**Work request**
Every line in the data below that holds "denominator" should be found and copied.

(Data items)
▼▼▼

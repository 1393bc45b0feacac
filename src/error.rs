use thiserror::Error;

pub type Result<T> = std::result::Result<T, SieveError>;

#[derive(Debug, Error, Clone, PartialEq, Eq)]
pub enum SieveError {
    #[error("Invalid argument: {0}")]
    InvalidArgument(String),

    #[error("Resource limit exceeded after {doublings} doublings (bound {bound}, limit {limit})")]
    ResourceExhausted { doublings: u32, bound: u64, limit: u64 },

    #[error("Arithmetic overflow while computing {0}")]
    ArithmeticOverflow(&'static str),
}
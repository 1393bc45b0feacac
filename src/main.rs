mod cli;

use clap::Parser;
use tracing::{debug, error, info};

use crate::cli::error::{CliError, Result};
use crate::cli::{Cli, Commands};
use euler_sieve::{
    count_primes_below, largest_product_in_series, pythagorean_triplet, sieve_primes_below,
    sum_primes_below, sum_square_difference, FinderConfig, NthPrimeFinder, DIGIT_SERIES,
};

fn main() {
    if let Err(e) = run_app() {
        eprintln!("Error: {}", e);
        std::process::exit(1);
    }
}

fn run_app() -> Result<()> {
    let cli = Cli::parse();
    cli::logging::setup_logging(cli.verbose, cli.quiet, cli.log_file.clone())?;

    info!("euler-sieve v{} starting up.", env!("CARGO_PKG_VERSION"));
    debug!("Full CLI arguments parsed: {:?}", &cli);

    match execute(cli.command) {
        Ok(output) => {
            println!("{}", output);
            Ok(())
        }
        Err(e) => {
            error!("Command failed: {}", e);
            Err(e)
        }
    }
}

/// Runs one subcommand and returns the text to print.
fn execute(command: Commands) -> Result<String> {
    let output = match command {
        Commands::Primes { below } => sieve_primes_below(below)?
            .iter()
            .map(u64::to_string)
            .collect::<Vec<_>>()
            .join(" "),
        Commands::CountPrimes { below } => count_primes_below(below)?.to_string(),
        Commands::SumPrimes { below } => sum_primes_below(below)?.to_string(),
        Commands::NthPrime {
            rank,
            max_doublings,
            max_bound,
        } => {
            let config = FinderConfig::new()
                .max_doublings(max_doublings)
                .max_bound(max_bound);
            NthPrimeFinder::new(config).find(rank)?.to_string()
        }
        Commands::SumSquareDifference { n } => sum_square_difference(n)?.to_string(),
        Commands::LargestProduct { window, series } => {
            let series = series.as_deref().unwrap_or(DIGIT_SERIES);
            largest_product_in_series(window, series)?.to_string()
        }
        Commands::PythagoreanTriplet { perimeter } => {
            let triplet = pythagorean_triplet(perimeter).ok_or_else(|| {
                CliError::NoSolution(format!("no Pythagorean triplet sums to {}", perimeter))
            })?;
            debug!(?triplet, "Found triplet.");
            triplet.product()?.to_string()
        }
        Commands::Bench { sizes, iterations } => cli::bench::run(&sizes, iterations)?,
    };
    Ok(output)
}
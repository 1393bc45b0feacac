//! Small closed-form and scanning puzzles that sit beside the sieve.

use crate::error::{Result, SieveError};

/// The 1000-digit series the largest-product puzzle is posed over.
pub const DIGIT_SERIES: &str = concat!(
    "73167176531330624919225119674426574742355349194934",
    "96983520312774506326239578318016984801869478851843",
    "85861560789112949495459501737958331952853208805511",
    "12540698747158523863050715693290963295227443043557",
    "66896648950445244523161731856403098711121722383113",
    "62229893423380308135336276614282806444486645238749",
    "30358907296290491560440772390713810515859307960866",
    "70172427121883998797908792274921901699720888093776",
    "65727333001053367881220235421809751254540594752243",
    "52584907711670556013604839586446706324415722155397",
    "53697817977846174064955149290862569321978468622482",
    "83972241375657056057490261407972968652414535100474",
    "82166370484403199890008895243450658541227588666881",
    "16427171479924442928230863465674813919123162824586",
    "17866458359124566529476545682848912883142607690042",
    "24219022671055626321111109370544217506941658960408",
    "07198403850962455444362981230987879927244284909188",
    "84580156166097919133875499200524063689912560717606",
    "05886116467109405077541002256983155200055935729725",
    "71636269561882670428252483600823257530420752963450",
);

// ─── Sum square difference ─────────────────────────────────────────────────

/// `(1 + .. + n)^2 - (1^2 + .. + n^2)`, in closed form.
pub fn sum_square_difference(n: u64) -> Result<u64> {
    const OVERFLOW: SieveError = SieveError::ArithmeticOverflow("sum square difference");

    let n = u128::from(n);
    let sum = n * (n + 1) / 2;
    let square_of_sum = sum.checked_mul(sum).ok_or(OVERFLOW)?;
    let sum_of_squares = (n * (n + 1))
        .checked_mul(2 * n + 1)
        .ok_or(OVERFLOW)?
        / 6;
    u64::try_from(square_of_sum - sum_of_squares).map_err(|_| OVERFLOW)
}

// ─── Largest product in a series ───────────────────────────────────────────

fn parse_digits(series: &str) -> Result<Vec<u64>> {
    series
        .chars()
        .filter(|c| !c.is_ascii_whitespace())
        .map(|c| {
            c.to_digit(10).map(u64::from).ok_or_else(|| {
                SieveError::InvalidArgument(format!("non-digit character {c:?} in series"))
            })
        })
        .collect()
}

/// Greatest product of `window` adjacent digits in `series`.
///
/// Zeros split the series into runs; within a run the product slides by
/// dividing out the leaving digit and multiplying in the entering one.
pub fn largest_product_in_series(window: usize, series: &str) -> Result<u64> {
    let digits = parse_digits(series)?;
    if window == 0 {
        return Err(SieveError::InvalidArgument(
            "window must be at least 1".to_string(),
        ));
    }
    if window > digits.len() {
        return Err(SieveError::InvalidArgument(format!(
            "window {} is longer than the {}-digit series",
            window,
            digits.len()
        )));
    }

    let mut best = 0;
    for run in digits.split(|&d| d == 0) {
        if run.len() < window {
            continue;
        }

        let mut product: u64 = 1;
        for &d in &run[..window] {
            product = product
                .checked_mul(d)
                .ok_or(SieveError::ArithmeticOverflow("digit product"))?;
        }
        best = best.max(product);

        for i in window..run.len() {
            // Exact: every digit in the run is non-zero.
            product /= run[i - window];
            product = product
                .checked_mul(run[i])
                .ok_or(SieveError::ArithmeticOverflow("digit product"))?;
            best = best.max(product);
        }
    }
    Ok(best)
}

// ─── Pythagorean triplet ───────────────────────────────────────────────────

#[derive(Debug, Clone, Copy, PartialEq, Eq)]
pub struct Triplet {
    pub a: u64,
    pub b: u64,
    pub c: u64,
}

impl Triplet {
    pub fn product(&self) -> Result<u64> {
        self.a
            .checked_mul(self.b)
            .and_then(|ab| ab.checked_mul(self.c))
            .ok_or(SieveError::ArithmeticOverflow("triplet product"))
    }
}

/// The triplet `a < b < c` with `a^2 + b^2 = c^2` and `a + b + c = perimeter`,
/// smallest `a` first.
///
/// Substituting `c = p - a - b` gives `b = (p^2 - 2pa) / (2p - 2a)`, so only `a`
/// is scanned.
pub fn pythagorean_triplet(perimeter: u64) -> Option<Triplet> {
    let p = u128::from(perimeter);
    let mut a: u128 = 1;
    // b > a > 0 needs p^2 - 2pa > 0, i.e. 2a < p.
    while 2 * a < p {
        let numerator = p * p - 2 * p * a;
        let denominator = 2 * (p - a);
        if numerator % denominator == 0 {
            let b = numerator / denominator;
            if b > a && a + b < p {
                let c = p - a - b;
                return Some(Triplet {
                    a: a as u64,
                    b: b as u64,
                    c: c as u64,
                });
            }
        }
        a += 1;
    }
    None
}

▲▲▲

**Exercise response**
        let denominator = 2 * (p - a);
        if numerator % denominator == 0 {
            let b = numerator / denominator;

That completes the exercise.